The shift left method takes an Int as parameter. So, same thing, convert to the right type.

(bytes[pos++] and 0xFF.toByte()).toInt() shl 24

Beguin answered 31/1, 2018 at 22:15 Comment(2)

This has 8 conversions. It works, but it can be done with just 4 conversions. – Solingen 1/2, 2018 at 0:45

@Paul Hicks You're probably right. I'll counter your donwvote on the basis that I don't see how your answer is any worse and the person who downvoted didn't say what's wrong with it. – Beguin 1/2, 2018 at 0:59

shl expects Int, not Byte. You need 0xFF to be an Int (which it is), so don't call toByte(). You need (0xFF shl 24) to be an Int, so don't convert that. You need bytes[pos++] to be an Int.. convert that!

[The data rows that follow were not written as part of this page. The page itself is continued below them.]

//! End-to-end alert scenarios: a fake venue feed and an in-memory store
//! drive `AlertEngine::scan_all` the same way the real scheduler would.

use std::sync::atomic::{AtomicUsize, Ordering};
use std::sync::Arc;

use agent_core::application::alerts::AlertEngine;
use agent_core::application::notify::Notifier;
use agent_core::domain::alert::{Alert, AlertCondition, Direction};
use agent_core::domain::errors::VenueError;
use agent_core::domain::ids::{Channel, Venue};
use agent_core::domain::market::{Market, Outcome};
use agent_core::domain::ports::{MessageSender, Store, VenueAdapter};
use agent_core::domain::position::RawPosition;
use agent_core::domain::user::{User, UserSettings};
use agent_core::infrastructure::persistence::{Database, SqliteStore};
use agent_core::infrastructure::venues::Feeds;
use async_trait::async_trait;
use chrono::Utc;

struct TickingAdapter {
    prices: Vec<f64>,
    call: AtomicUsize,
}

#[async_trait]
impl VenueAdapter for TickingAdapter {
    fn venue(&self) -> Venue {
        Venue::Polymarket
    }

    async fn list_positions(
        &self,
        _credential: &agent_core::domain::credentials::TradingCredential,
    ) -> Result<Vec<RawPosition>, VenueError> {
        Ok(vec![])
    }

    async fn get_market(&self, market_id: &str) -> Result<Market, VenueError> {
        let idx = self.call.fetch_add(1, Ordering::SeqCst).min(self.prices.len() - 1);
        Ok(Market {
            platform: "polymarket".into(),
            market_id: market_id.into(),
            question: "Will the bill pass?".into(),
            outcomes: vec![Outcome {
                name: "Yes".into(),
                price: self.prices[idx],
                previous_price: None,
            }],
            volume_24h: None,
            fetched_at_ms: Utc::now().timestamp_millis(),
        })
    }
}

struct RecordingSender {
    sent: std::sync::Mutex<Vec<String>>,
}

#[async_trait]
impl MessageSender for RecordingSender {
    async fn send_message(&self, _channel: Channel, _chat_id: &str, text: &str) -> anyhow::Result<()> {
        self.sent.lock().unwrap().push(text.to_string());
        Ok(())
    }
}

async fn store_with_user(user_id: &str) -> Arc<SqliteStore> {
    let db = Database::new("sqlite::memory:").await.unwrap();
    let store = SqliteStore::new(db.pool);
    store
        .upsert_user(&User {
            id: user_id.into(),
            platform: Channel::Telegram,
            platform_user_id: "tg-1".into(),
            settings: UserSettings::default(),
        })
        .await
        .unwrap();
    Arc::new(store)
}

#[tokio::test]
async fn price_above_does_not_fire_until_threshold_crossed() {
    let store = store_with_user("u1").await;
    let alert = Alert {
        id: "a1".into(),
        user_id: "u1".into(),
        platform: Venue::Polymarket,
        market_id: "m1".into(),
        condition: AlertCondition::PriceAbove { threshold: 0.72 },
        enabled: true,
        triggered: false,
        channel: None,
        chat_id: None,
    };
    store.upsert_alert(&alert).await.unwrap();

    let adapter: Arc<dyn VenueAdapter> = Arc::new(TickingAdapter {
        prices: vec![0.715, 0.725],
        call: AtomicUsize::new(0),
    });
    let feeds = Arc::new(Feeds::new(vec![adapter]));
    let sender = Arc::new(RecordingSender {
        sent: std::sync::Mutex::new(vec![]),
    });
    let notifier = Arc::new(Notifier::new(store.clone(), sender.clone()));
    let engine = AlertEngine::new(store.clone(), feeds, notifier);

    let fired_first = engine.scan_all().await;
    assert_eq!(fired_first, 0);
    assert!(!store.get_alert("a1").await.unwrap().triggered);

    let fired_second = engine.scan_all().await;
    assert_eq!(fired_second, 1);
    assert!(store.get_alert("a1").await.unwrap().triggered);

    let sent = sender.sent.lock().unwrap();
    assert_eq!(sent.len(), 1);
    assert!(sent[0].contains("72.5¢"));
    assert!(sent[0].contains("above 72.0¢"));
}

#[tokio::test]
async fn price_change_pct_fires_from_cached_window() {
    let store = store_with_user("u2").await;
    let alert = Alert {
        id: "a2".into(),
        user_id: "u2".into(),
        platform: Venue::Polymarket,
        market_id: "m2".into(),
        condition: AlertCondition::PriceChangePct {
            threshold: 5.0,
            direction: Direction::Up,
            time_window_secs: 600,
        },
        enabled: true,
        triggered: false,
        channel: None,
        chat_id: None,
    };
    store.upsert_alert(&alert).await.unwrap();

    let previous = Market {
        platform: "polymarket".into(),
        market_id: "m2".into(),
        question: "Will rates rise?".into(),
        outcomes: vec![Outcome {
            name: "Yes".into(),
            price: 0.40,
            previous_price: None,
        }],
        volume_24h: None,
        fetched_at_ms: Utc::now().timestamp_millis() - 500_000,
    };
    store.cache_market(&previous).await.unwrap();

    let adapter: Arc<dyn VenueAdapter> = Arc::new(TickingAdapter {
        prices: vec![0.424],
        call: AtomicUsize::new(0),
    });
    let feeds = Arc::new(Feeds::new(vec![adapter]));
    let sender = Arc::new(RecordingSender {
        sent: std::sync::Mutex::new(vec![]),
    });
    let notifier = Arc::new(Notifier::new(store.clone(), sender.clone()));
    let engine = AlertEngine::new(store.clone(), feeds, notifier);

    let fired = engine.scan_all().await;
    assert_eq!(fired, 1);

    let sent = sender.sent.lock().unwrap();
    assert!(sent[0].contains("+6.00%"));
    assert!(sent[0].contains("40.0¢"));
    assert!(sent[0].contains("42.4¢"));
}

#[tokio::test]
async fn disabled_alert_is_skipped_by_scan() {
    let store = store_with_user("u3").await;
    let alert = Alert {
        id: "a3".into(),
        user_id: "u3".into(),
        platform: Venue::Polymarket,
        market_id: "m3".into(),
        condition: AlertCondition::PriceAbove { threshold: 0.1 },
        enabled: false,
        triggered: false,
        channel: None,
        chat_id: None,
    };
    store.upsert_alert(&alert).await.unwrap();

    let adapter: Arc<dyn VenueAdapter> = Arc::new(TickingAdapter {
        prices: vec![0.99],
        call: AtomicUsize::new(0),
    });
    let feeds = Arc::new(Feeds::new(vec![adapter]));
    let sender = Arc::new(RecordingSender {
        sent: std::sync::Mutex::new(vec![]),
    });
    let notifier = Arc::new(Notifier::new(store.clone(), sender.clone()));
    let engine = AlertEngine::new(store, feeds, notifier);

    assert_eq!(engine.scan_all().await, 0);
    assert!(sender.sent.lock().unwrap().is_empty());
}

return (((bytes[pos++].toInt() and (0xFF shl 24)) or
         (bytes[pos++].toInt() and (0xFF shl 16)) or
         (bytes[pos++].toInt() and (0xFF shl 8)) or
         (bytes[pos++].toInt() and 0xFF))

Solingen answered 31/1, 2018 at 22:26 Comment(1)

Or possibly even better.. change bytes to be an Int array rather than a Byte array. It will be faster in most cases, though obviously use more memory. – Solingen 31/1, 2018 at 22:29

you can create custom extensions like below. If you use "and" from these extensions, shl will not cause problems.

infix fun Byte.and(mask: Int): Int = toInt() and mask
infix fun Short.and(mask: Int): Int = toInt() and mask
infix fun Int.and(mask: Long): Long = toLong() and mask

Highway answered 6/12, 2023 at 13:57 Comment(0)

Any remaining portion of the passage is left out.